The coffee machine started making an angry hissing noise similar to the one her cat makes when she accidentally steps on its tail. It brought Jade out of her trance enough to notice Spencer had walked in and was talking to one of the officers. Maybe if she stood still long enough he wouldn't notice her. She felt strangely nervous around him after picking the lock of his door last night, getting into bed with him while he was sleeping, and then leaving before he could wake up. Perhaps that's not the most normal thing to do.

She desperately needed comfort and he seemed to be the only one who could center her and give her a few moments of piece. At night she saw all of them again. They came to her one by one and then in masses. They screamed her name and taunted her with images of their bodies strewn across the floor like discarded children's toys.

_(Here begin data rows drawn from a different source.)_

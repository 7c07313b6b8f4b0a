//! User repository - persistence for the `users` table.

use async_trait::async_trait;
use sea_orm::{
    ActiveModelTrait, ColumnTrait, DatabaseConnection, DbErr, EntityTrait, QueryFilter, Set,
    SqlErr,
};
use uuid::Uuid;

use super::entities::user;
use super::entities::{UserActiveModel, UserEntity};
use crate::domain::{User, UserRole};
use crate::errors::{AppError, AppResult};

#[cfg(any(test, feature = "test-utils"))]
use mockall::automock;

/// Fields for a row about to be inserted. The password is already hashed.
#[derive(Debug, Clone)]
pub struct NewUser {
    pub name: String,
    pub email: String,
    pub password_hash: String,
    pub role: UserRole,
}

/// Column changes for an update; `None` leaves the column as is.
#[derive(Debug, Clone, Default, PartialEq)]
pub struct UserChanges {
    pub name: Option<String>,
    pub email: Option<String>,
    pub password_hash: Option<String>,
    pub role: Option<UserRole>,
}

/// User repository trait for dependency injection.
#[cfg_attr(any(test, feature = "test-utils"), automock)]
#[async_trait]
pub trait UserRepository: Send + Sync {
    /// List every user in store order
    async fn list(&self) -> AppResult<Vec<User>>;

    /// Find user by ID
    async fn find_by_id(&self, id: Uuid) -> AppResult<Option<User>>;

    /// Find user by exact email address
    async fn find_by_email(&self, email: &str) -> AppResult<Option<User>>;

    /// Insert a new user with a generated ID and fresh timestamps
    async fn create(&self, user: NewUser) -> AppResult<User>;

    /// Apply changes and refresh `updated_at`. `None` if the ID is unknown.
    async fn update(&self, id: Uuid, changes: UserChanges) -> AppResult<Option<User>>;

    /// Hard delete. Returns whether a row was removed.
    async fn delete(&self, id: Uuid) -> AppResult<bool>;
}

/// SeaORM-backed implementation of UserRepository
pub struct UserStore {
    db: DatabaseConnection,
}

impl UserStore {
    /// Create new repository instance
    pub fn new(db: DatabaseConnection) -> Self {
        Self { db }
    }
}

/// Map write failures, turning a unique-index hit on `email` into a conflict.
fn write_error(err: DbErr) -> AppError {
    classify_write_error(err.sql_err(), err)
}

fn classify_write_error(sql_err: Option<SqlErr>, err: DbErr) -> AppError {
    match sql_err {
        Some(SqlErr::UniqueConstraintViolation(detail)) => {
            tracing::warn!(%detail, "Unique index rejected user write");
            AppError::conflict("Email")
        }
        _ => AppError::from(err),
    }
}

#[async_trait]
impl UserRepository for UserStore {
    async fn list(&self) -> AppResult<Vec<User>> {
        let models = UserEntity::find()
            .all(&self.db)
            .await
            .map_err(AppError::from)?;

        models.into_iter().map(User::try_from).collect()
    }

    async fn find_by_id(&self, id: Uuid) -> AppResult<Option<User>> {
        let result = UserEntity::find_by_id(id)
            .one(&self.db)
            .await
            .map_err(AppError::from)?;

        result.map(User::try_from).transpose()
    }

    async fn find_by_email(&self, email: &str) -> AppResult<Option<User>> {
        let result = UserEntity::find()
            .filter(user::Column::Email.eq(email))
            .one(&self.db)
            .await
            .map_err(AppError::from)?;

        result.map(User::try_from).transpose()
    }

    async fn create(&self, new_user: NewUser) -> AppResult<User> {
        let now = chrono::Utc::now();
        let active_model = UserActiveModel {
            id: Set(Uuid::new_v4()),
            name: Set(new_user.name),
            email: Set(new_user.email),
            password_hash: Set(new_user.password_hash),
            role: Set(new_user.role.to_string()),
            created_at: Set(now),
            updated_at: Set(now),
        };

        let model = active_model.insert(&self.db).await.map_err(write_error)?;
        User::try_from(model)
    }

    async fn update(&self, id: Uuid, changes: UserChanges) -> AppResult<Option<User>> {
        let Some(existing) = UserEntity::find_by_id(id).one(&self.db).await? else {
            return Ok(None);
        };

        let mut active: UserActiveModel = existing.into();

        if let Some(name) = changes.name {
            active.name = Set(name);
        }
        if let Some(email) = changes.email {
            active.email = Set(email);
        }
        if let Some(password_hash) = changes.password_hash {
            active.password_hash = Set(password_hash);
        }
        if let Some(role) = changes.role {
            active.role = Set(role.to_string());
        }
        active.updated_at = Set(chrono::Utc::now());

        let model = active.update(&self.db).await.map_err(write_error)?;
        User::try_from(model).map(Some)
    }

    async fn delete(&self, id: Uuid) -> AppResult<bool> {
        let result = UserEntity::delete_by_id(id)
            .exec(&self.db)
            .await
            .map_err(AppError::from)?;

        Ok(result.rows_affected > 0)
    }
}

#[cfg(test)]
mod tests {
    use super::*;
    use sea_orm::{DatabaseBackend, MockDatabase, MockExecResult};

    fn row(id: Uuid, email: &str) -> user::Model {
        let now = chrono::Utc::now();
        user::Model {
            id,
            name: "Test User".to_string(),
            email: email.to_string(),
            password_hash: "$2b$04$hash".to_string(),
            role: "PATIENT".to_string(),
            created_at: now,
            updated_at: now,
        }
    }

    fn new_user(email: &str) -> NewUser {
        NewUser {
            name: "Test User".to_string(),
            email: email.to_string(),
            password_hash: "$2b$04$hash".to_string(),
            role: UserRole::Patient,
        }
    }

    #[test]
    fn test_unique_violation_is_conflict() {
        let err = classify_write_error(
            Some(SqlErr::UniqueConstraintViolation(
                "duplicate key value violates unique constraint \"idx_users_email\"".to_string(),
            )),
            DbErr::Custom("duplicate key".to_string()),
        );

        assert!(matches!(err, AppError::Conflict(_)));
        assert_eq!(err.to_string(), "Email already exists");
    }

    #[test]
    fn test_other_write_errors_stay_database_errors() {
        let err = classify_write_error(None, DbErr::Custom("connection reset".to_string()));
        assert!(matches!(err, AppError::Database(_)));

        let err = write_error(DbErr::Custom("connection reset".to_string()));
        assert!(matches!(err, AppError::Database(_)));
    }

    #[tokio::test]
    async fn test_create_returns_inserted_row() {
        let id = Uuid::new_v4();
        let db = MockDatabase::new(DatabaseBackend::Postgres)
            .append_query_results([[row(id, "test@example.com")]])
            .into_connection();

        let user = UserStore::new(db).create(new_user("test@example.com")).await.unwrap();

        assert_eq!(user.id, id);
        assert_eq!(user.role, UserRole::Patient);
    }

    #[tokio::test]
    async fn test_create_failure_is_database_error() {
        let db = MockDatabase::new(DatabaseBackend::Postgres)
            .append_query_errors([DbErr::Custom("connection reset".to_string())])
            .into_connection();

        let err = UserStore::new(db)
            .create(new_user("test@example.com"))
            .await
            .unwrap_err();

        assert!(matches!(err, AppError::Database(_)));
    }

    #[tokio::test]
    async fn test_update_unknown_id() {
        let db = MockDatabase::new(DatabaseBackend::Postgres)
            .append_query_results([Vec::<user::Model>::new()])
            .into_connection();

        let changes = UserChanges {
            name: Some("Jane Doe".to_string()),
            ..Default::default()
        };
        let result = UserStore::new(db).update(Uuid::new_v4(), changes).await.unwrap();

        assert!(result.is_none());
    }

    #[tokio::test]
    async fn test_delete_reports_removed_rows() {
        let db = MockDatabase::new(DatabaseBackend::Postgres)
            .append_exec_results([
                MockExecResult {
                    last_insert_id: 0,
                    rows_affected: 1,
                },
                MockExecResult {
                    last_insert_id: 0,
                    rows_affected: 0,
                },
            ])
            .into_connection();
        let store = UserStore::new(db);

        assert!(store.delete(Uuid::new_v4()).await.unwrap());
        assert!(!store.delete(Uuid::new_v4()).await.unwrap());
    }
}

Clarissa was always the first. That wasn't actually her real name but that's always what she called herself. She whispered bible verses to herself incessantly but those never saved her. Jade had shared a cell with her for weeks and watched her tear her hair out strand by strand. She thought if she wasn't pretty anymore they would have no use for her. And she was right. She was tossed out with the trash one day, her limbs were contorted and blood smeared down her chest. Jade saw her on her way to one of the makeshift arenas. She remembered feeling nothing at all seeing Clarissa that way. Her eyes were still open, fear etched in her sallow features. Perhaps that's why she always saw her first. Jade had done nothing to help her. She knew she was too far gone and wouldn't last the month. Her parents and child in New Jersey would have probably disagreed...

The grief she felt for this sad girl didn't start until a 2 weeks after she had come home. She watched a woman push her child on the swing and it triggered a memory of Clarissa chanting about the swings in Merrill Park. It just seemed like nonsense then, before Jade learned Clarissa would take her daughter to the swings after church every Sunday. Jade's pulse use to quicken every time she walked by a park but now Clarissa was only a distant echo in her ear during the day. At night she still refused to leave her alone.

She felt Reid's eyes on her and had an odd sensation in her body at the thought of it. The ghosts would have to wait for now, she wanted to be near him again. As soon as Jade's eyes met his he averted his gaze and started shuffling though paperwork on the table in front of him she was positive he had already memorized. She hated leaving the warmth of his arms in the morning but didn't know how to deal with the consequences of waking up in her team member's bed. Or maybe that was just an excuse and she didn't want to confront her own feelings. Jade assured herself it was best not to evaluate those yet and decided to watch him from afar instead. Or in reality 6 meters or so and the small proximity of the police station didn't exactly make her invisible. He met her eyes again but this time he didn't look away. No past sin or regret could drown her in that moment.